Data excerpts
# # # #

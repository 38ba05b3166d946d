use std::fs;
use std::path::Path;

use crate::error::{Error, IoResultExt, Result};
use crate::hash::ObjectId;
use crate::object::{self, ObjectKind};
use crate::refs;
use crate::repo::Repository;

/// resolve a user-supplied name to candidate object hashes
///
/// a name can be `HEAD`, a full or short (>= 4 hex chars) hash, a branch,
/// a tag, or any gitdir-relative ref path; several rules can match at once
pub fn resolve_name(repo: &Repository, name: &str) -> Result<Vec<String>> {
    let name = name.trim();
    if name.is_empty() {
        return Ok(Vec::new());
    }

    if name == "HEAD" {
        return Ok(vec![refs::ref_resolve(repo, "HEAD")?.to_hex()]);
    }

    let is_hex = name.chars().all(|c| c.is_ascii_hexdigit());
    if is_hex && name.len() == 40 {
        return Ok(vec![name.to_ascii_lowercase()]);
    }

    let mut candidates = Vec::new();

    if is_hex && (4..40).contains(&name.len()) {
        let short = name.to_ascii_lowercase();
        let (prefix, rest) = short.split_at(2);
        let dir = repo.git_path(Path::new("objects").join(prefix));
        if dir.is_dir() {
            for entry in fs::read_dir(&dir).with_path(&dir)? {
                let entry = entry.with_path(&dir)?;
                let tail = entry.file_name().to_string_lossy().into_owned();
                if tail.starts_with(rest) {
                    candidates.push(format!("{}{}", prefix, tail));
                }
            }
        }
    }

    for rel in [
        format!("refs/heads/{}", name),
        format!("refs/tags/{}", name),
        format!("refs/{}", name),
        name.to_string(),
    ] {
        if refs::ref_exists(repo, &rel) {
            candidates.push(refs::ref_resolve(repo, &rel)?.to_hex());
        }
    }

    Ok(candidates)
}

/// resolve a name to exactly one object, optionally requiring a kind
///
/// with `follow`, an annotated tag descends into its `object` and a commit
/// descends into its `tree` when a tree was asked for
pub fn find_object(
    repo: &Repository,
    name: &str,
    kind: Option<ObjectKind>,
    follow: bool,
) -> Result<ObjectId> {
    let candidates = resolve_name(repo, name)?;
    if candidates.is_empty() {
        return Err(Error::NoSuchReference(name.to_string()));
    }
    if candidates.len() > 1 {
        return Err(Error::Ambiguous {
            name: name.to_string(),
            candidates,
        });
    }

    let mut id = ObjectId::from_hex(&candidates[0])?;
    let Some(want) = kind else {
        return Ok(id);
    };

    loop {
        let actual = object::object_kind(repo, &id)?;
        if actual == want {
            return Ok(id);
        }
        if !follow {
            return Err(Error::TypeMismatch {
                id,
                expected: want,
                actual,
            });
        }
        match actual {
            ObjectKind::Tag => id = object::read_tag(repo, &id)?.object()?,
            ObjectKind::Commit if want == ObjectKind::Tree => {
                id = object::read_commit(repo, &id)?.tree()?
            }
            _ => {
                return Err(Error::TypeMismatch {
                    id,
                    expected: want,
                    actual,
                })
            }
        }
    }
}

# # # #

- **Problem requirements**
The task requires each record above to be restated exactly.

- **Your solution**
repository 38ba05b3166d946d
use std::fs;
use std::path::Path;

use crate::error::{Error, IoResultExt, Result};
use crate::hash::ObjectId;
use crate::object::{self, ObjectKind};
use crate::refs;
use crate::repo::Repository;

/// resolve a user-supplied name to candidate object hashes
///
/// a name can be `HEAD`, a full or short (>= 4 hex chars) hash, a branch,
/// a tag, or any gitdir-relative ref path; several rules can match at once
pub fn resolve_name(repo: &Repository, name: &str) -> Result<Vec<String>> {
    let name = name.trim();
    if name.is_empty() {
        return Ok(Vec::new());
    }

    if name == "HEAD" {
        return Ok(vec![refs::ref_resolve(repo, "HEAD")?.to_hex()]);
    }

    let is_hex = name.chars().all(|c| c.is_ascii_hexdigit());
    if is_hex && name.len() == 40 {
        return Ok(vec![name.to_ascii_lowercase()]);
    }

    let mut candidates = Vec::new();

    if is_hex && (4..40).contains(&name.len()) {
        let short = name.to_ascii_lowercase();
        let (prefix, rest) = short.split_at(2);
        let dir = repo.git_path(Path::new("objects").join(prefix));
        if dir.is_dir() {
            for entry in fs::read_dir(&dir).with_path(&dir)? {
                let entry = entry.with_path(&dir)?;
                let tail = entry.file_name().to_string_lossy().into_owned();
                if tail.starts_with(rest) {
                    candidates.push(format!("{}{}", prefix, tail));
                }
            }
        }
    }

    for rel in [
        format!("refs/heads/{}", name),
        format!("refs/tags/{}", name),
        format!("refs/{}", name),
        name.to_string(),
    ] {
        if refs::ref_exists(repo, &rel) {
            candidates.push(refs::ref_resolve(repo, &rel)?.to_hex());
        }
    }

    Ok(candidates)
}

/// resolve a name to exactly one object, optionally requiring a kind
///
/// with `follow`, an annotated tag descends into its `object` and a commit
/// descends into its `tree` when a tree was asked for
pub fn find_object(
    repo: &Repository,
    name: &str,
    kind: Option<ObjectKind>,
    follow: bool,
) -> Result<ObjectId> {
    let candidates = resolve_name(repo, name)?;
    if candidates.is_empty() {
        return Err(Error::NoSuchReference(name.to_string()));
    }
    if candidates.len() > 1 {
        return Err(Error::Ambiguous {
            name: name.to_string(),
            candidates,
        });
    }

    let mut id = ObjectId::from_hex(&candidates[0])?;
    let Some(want) = kind else {
        return Ok(id);
    };

    loop {
        let actual = object::object_kind(repo, &id)?;
        if actual == want {
            return Ok(id);
        }
        if !follow {
            return Err(Error::TypeMismatch {
                id,
                expected: want,
                actual,
            });
        }
        match actual {
            ObjectKind::Tag => id = object::read_tag(repo, &id)?.object()?,
            ObjectKind::Commit if want == ObjectKind::Tree => {
                id = object::read_commit(repo, &id)?.tree()?
            }
            _ => {
                return Err(Error::TypeMismatch {
                    id,
                    expected: want,
                    actual,
                })
            }
        }
    }
}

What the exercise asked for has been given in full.